SOURCE MATERIAL →
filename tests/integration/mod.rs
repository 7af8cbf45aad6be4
//! Integration tests for the Object Explorer coordinator

mod expansion_coalescing;
mod merge_order;
mod view_adapter;
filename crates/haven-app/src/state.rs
//! Application state shared between Tauri commands and shutdown hooks.

use std::sync::{Arc, Mutex, PoisonError};

use haven_config::LoadedConfig;
use haven_ipc::{Boundary, BoundaryClient};
use haven_mux::Multiplexer;

/// Global app state managed by Tauri.
pub struct AppState {
    /// Session side of the boundary; owns every shell.
    pub boundary: Arc<Boundary>,
    /// Tabs and panes, driven by the window's UI actions.
    pub mux: Mutex<Multiplexer<BoundaryClient>>,
    /// Configuration as loaded at startup.
    pub config: LoadedConfig,
}

impl AppState {
    pub fn new(boundary: Boundary, config: LoadedConfig) -> Self {
        let boundary = Arc::new(boundary);
        let mux = Mutex::new(Multiplexer::new(boundary.client()));
        Self {
            boundary,
            mux,
            config,
        }
    }

    /// Close every tab and every session. Safe to call more than once.
    pub fn shutdown(&self) {
        self.mux
            .lock()
            .unwrap_or_else(PoisonError::into_inner)
            .close_all();
        self.boundary.close_all();
    }
}
pub mod config;
pub mod panes;
pub mod terminal;
//! Wire types for the session boundary.
//!
//! Only session ids, text, and geometry appear here. Requests come from the
//! display side; push events go to it.

use haven_pty::SessionId;
use serde::{Deserialize, Serialize};

/// A request from the display side.
#[derive(Deserialize, Serialize, Clone, Debug, PartialEq, Eq)]
#[serde(tag = "op", rename_all = "snake_case")]
pub enum SessionRequest {
    /// Start a new shell.
    Create,
    /// Keystrokes or pasted text for a session.
    Write { id: SessionId, data: String },
    /// The session's pane changed size.
    Resize { id: SessionId, cols: u16, rows: u16 },
    /// End a session.
    Close { id: SessionId },
}

/// The answer to a [`SessionRequest`].
#[derive(Serialize, Clone, Debug, PartialEq, Eq)]
#[serde(tag = "type", rename_all = "snake_case")]
pub enum SessionResponse {
    Created { id: SessionId, shell: String },
    Ack,
}

/// Output text from a session.
///
/// Event name: `terminal:data`
#[derive(Serialize, Deserialize, Clone, Debug, PartialEq, Eq)]
pub struct DataNotification {
    pub id: SessionId,
    pub data: String,
}

/// The session's shell is gone.
///
/// Event name: `terminal:exit`
#[derive(Serialize, Deserialize, Clone, Debug, PartialEq, Eq)]
pub struct ExitNotification {
    pub id: SessionId,
    pub code: Option<u32>,
}

/// Everything pushed from the session side to the display.
///
/// Serializes as the bare notification payload; the variant is carried by
/// the event name.
#[derive(Serialize, Clone, Debug, PartialEq, Eq)]
#[serde(untagged)]
pub enum PushEvent {
    Data(DataNotification),
    Exited(ExitNotification),
}

impl PushEvent {
    pub fn event_name(&self) -> &'static str {
        match self {
            PushEvent::Data(_) => event_names::TERMINAL_DATA,
            PushEvent::Exited(_) => event_names::TERMINAL_EXIT,
        }
    }

    pub fn session_id(&self) -> SessionId {
        match self {
            PushEvent::Data(n) => n.id,
            PushEvent::Exited(n) => n.id,
        }
    }
}

/// Event name constants.
pub mod event_names {
    pub const TERMINAL_DATA: &str = "terminal:data";
    pub const TERMINAL_EXIT: &str = "terminal:exit";
}
impl<B: SessionBackend> Multiplexer<B> {
    pub fn new(backend: B) -> Self {
        Self {
            backend,
            tabs: Vec::new(),
            active_tab: None,
            split: false,
            panes: PaneAssignment::default(),
        }
    }

    /// Open a new session in a new tab and make it active.
    ///
    /// The tab lands in pane A if A is empty, and in pane B if split is on
    /// and B is empty. On failure nothing changes.
    pub fn create_tab(&mut self, label: Option<&str>) -> Result<&Tab, MuxError> {
        let created = self
            .backend
            .create_session()
            .map_err(|e| MuxError::Spawn(e.to_string()))?;

        let id = created.id;
        let label = label.map_or_else(|| format!("TAB-{id}"), str::to_string);
        log::debug!("tab {id} ({label}) opened on {}", created.shell);

        self.tabs.push(Tab {
            id,
            label,
            shell: created.shell,
        });
        self.active_tab = Some(id);

        if self.panes.a.is_none() {
            self.panes.a = Some(id);
        }
        if self.split && self.panes.b.is_none() {
            self.panes.b = Some(id);
        }

        Ok(&self.tabs[self.tabs.len() - 1])
    }

    /// Make `id` active and show it in pane A. Unknown ids are ignored.
    pub fn select_tab(&mut self, id: TabId) -> bool {
        if !self.has_tab(id) {
            return false;
        }

        self.active_tab = Some(id);
        self.panes.a = Some(id);
        if self.split && self.panes.b.is_none() {
            self.panes.b = backfill(&self.tab_ids(), Some(id));
        }
        true
    }

    /// Turn split mode on or off.
    ///
    /// Turning it off keeps pane B's binding so turning it back on shows
    /// the same tab again. Turning it on with B empty fills B with the first
    /// tab other than A's, or with A's own tab when it is the only one.
    pub fn set_split(&mut self, enabled: bool) {
        self.split = enabled;
        if enabled && self.panes.b.is_none() {
            self.panes.b = backfill(&self.tab_ids(), self.panes.a);
        }
    }

    /// Give a split view with an empty pane B its own session.
    ///
    /// If that session cannot be started, pane B shows pane A's tab so the
    /// split view never points at nothing, and the error is returned.
    pub fn ensure_split_tab(&mut self) -> Result<(), MuxError> {
        if !self.split || self.panes.b.is_some() {
            return Ok(());
        }

        match self.create_tab(Some(SPLIT_TAB_LABEL)) {
            Ok(tab) => {
                let id = tab.id;
                self.panes.b = Some(id);
                Ok(())
            }
            Err(e) => {
                self.panes.b = backfill(&self.tab_ids(), self.panes.a);
                Err(e)
            }
        }
    }

    /// The split button.
    ///
    /// Splitting reuses a hidden pane B binding or another open tab when
    /// there is one, and otherwise opens an `AUX` tab for pane B.
    pub fn toggle_split(&mut self) -> Result<(), MuxError> {
        if self.split {
            self.set_split(false);
            return Ok(());
        }

        self.split = true;
        if self.panes.b.is_none() {
            let a = self.panes.a;
            self.panes.b = self.tabs.iter().map(|t| t.id).find(|&id| Some(id) != a);
        }
        self.ensure_split_tab()
    }

    /// Close the tab's session and remove the tab, refilling any pane it
    /// occupied. Unknown ids are ignored.
    pub fn close_tab(&mut self, id: TabId) -> bool {
        let Some(index) = self.tabs.iter().position(|t| t.id == id) else {
            return false;
        };

        self.backend.close_session(id);
        self.tabs.remove(index);
        self.panes = after_close(&self.tab_ids(), self.panes, id, self.split);

        if self.active_tab == Some(id) {
            self.active_tab = self.panes.a;
        }
        log::debug!("tab {id} closed, {} remaining", self.tabs.len());
        true
    }

    /// Close every tab's session; used when the window goes away.
    pub fn close_all(&mut self) {
        for tab in self.tabs.drain(..) {
            self.backend.close_session(tab.id);
        }
        self.active_tab = None;
        self.panes.clear();
    }

    /// Fit the session shown in `slot` to the pane's pixel size.
    ///
    /// Ignored for empty or zero-sized panes, and for pane B while split is
    /// off. Returns the geometry that was sent.
    pub fn resize_pane(&mut self, slot: PaneSlot, width_px: u32, height_px: u32) -> Option<(u16, u16)> {
        if slot == PaneSlot::B && !self.split {
            return None;
        }
        let id = self.panes.get(slot)?;
        let (cols, rows) = pane_geometry(width_px, height_px)?;
        self.backend.resize_session(id, cols, rows);
        Some((cols, rows))
    }

    /// Visible panes that render `session_id`'s output.
    pub fn panes_for(&self, session_id: TabId) -> Vec<PaneSlot> {
        self.panes.slots_of(session_id, self.split)
    }

    pub fn layout(&self) -> Layout {
        Layout {
            tabs: self.tabs.clone(),
            active_tab: self.active_tab,
            split: self.split,
            pane_a: self.panes.a,
            pane_b: self.panes.b,
        }
    }

    pub fn tabs(&self) -> &[Tab] {
        &self.tabs
    }

    pub fn active_tab(&self) -> Option<TabId> {
        self.active_tab
    }

    pub fn is_split(&self) -> bool {
        self.split
    }

    pub fn panes(&self) -> PaneAssignment {
        self.panes
    }

    pub fn backend(&self) -> &B {
        &self.backend
    }

    fn has_tab(&self, id: TabId) -> bool {
        self.tabs.iter().any(|t| t.id == id)
    }

    fn tab_ids(&self) -> Vec<TabId> {
        self.tabs.iter().map(|t| t.id).collect()
    }
}
//! Tauri commands for tab selection and the split view.

use haven_mux::{Layout, PaneSlot, TabId};
use serde::Serialize;

use crate::state::AppState;

#[derive(Debug, Serialize)]
pub struct PaneGeometry {
    pub cols: u16,
    pub rows: u16,
}

#[tauri::command]
pub async fn select_tab(state: tauri::State<'_, AppState>, id: TabId) -> Result<Layout, String> {
    let mut mux = state.mux.lock().map_err(|e| format!("Lock error: {e}"))?;
    mux.select_tab(id);
    Ok(mux.layout())
}

/// The split button.
///
/// If the split view needed a new shell and it failed to start, the error is
/// returned; the layout is still consistent and can be re-read with
/// [`layout`].
#[tauri::command]
pub async fn toggle_split(state: tauri::State<'_, AppState>) -> Result<Layout, String> {
    let mut mux = state.mux.lock().map_err(|e| format!("Lock error: {e}"))?;
    mux.toggle_split().map_err(|e| e.to_string())?;
    Ok(mux.layout())
}

/// Fit the session shown in `pane` to its new pixel size.
///
/// `None` when nothing was resized (empty, hidden, or zero-sized pane).
#[tauri::command]
pub async fn resize_pane(
    state: tauri::State<'_, AppState>,
    pane: PaneSlot,
    width: u32,
    height: u32,
) -> Result<Option<PaneGeometry>, String> {
    let mut mux = state.mux.lock().map_err(|e| format!("Lock error: {e}"))?;
    Ok(mux
        .resize_pane(pane, width, height)
        .map(|(cols, rows)| PaneGeometry { cols, rows }))
}

#[tauri::command]
pub async fn layout(state: tauri::State<'_, AppState>) -> Result<Layout, String> {
    let mux = state.mux.lock().map_err(|e| format!("Lock error: {e}"))?;
    Ok(mux.layout())
}
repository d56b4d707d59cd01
fn main() {
    tauri_build::build()
}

WORK INSTRUCTION →
Could you retype exactly the lines above, starting at the line that contains "open tab when" and ending at the line that contains "if self.active_tab == Some(id)", and nothing more?

WRITTEN ANSWER →
    /// Splitting reuses a hidden pane B binding or another open tab when
    /// there is one, and otherwise opens an `AUX` tab for pane B.
    pub fn toggle_split(&mut self) -> Result<(), MuxError> {
        if self.split {
            self.set_split(false);
            return Ok(());
        }

        self.split = true;
        if self.panes.b.is_none() {
            let a = self.panes.a;
            self.panes.b = self.tabs.iter().map(|t| t.id).find(|&id| Some(id) != a);
        }
        self.ensure_split_tab()
    }

    /// Close the tab's session and remove the tab, refilling any pane it
    /// occupied. Unknown ids are ignored.
    pub fn close_tab(&mut self, id: TabId) -> bool {
        let Some(index) = self.tabs.iter().position(|t| t.id == id) else {
            return false;
        };

        self.backend.close_session(id);
        self.tabs.remove(index);
        self.panes = after_close(&self.tab_ids(), self.panes, id, self.split);

        if self.active_tab == Some(id) {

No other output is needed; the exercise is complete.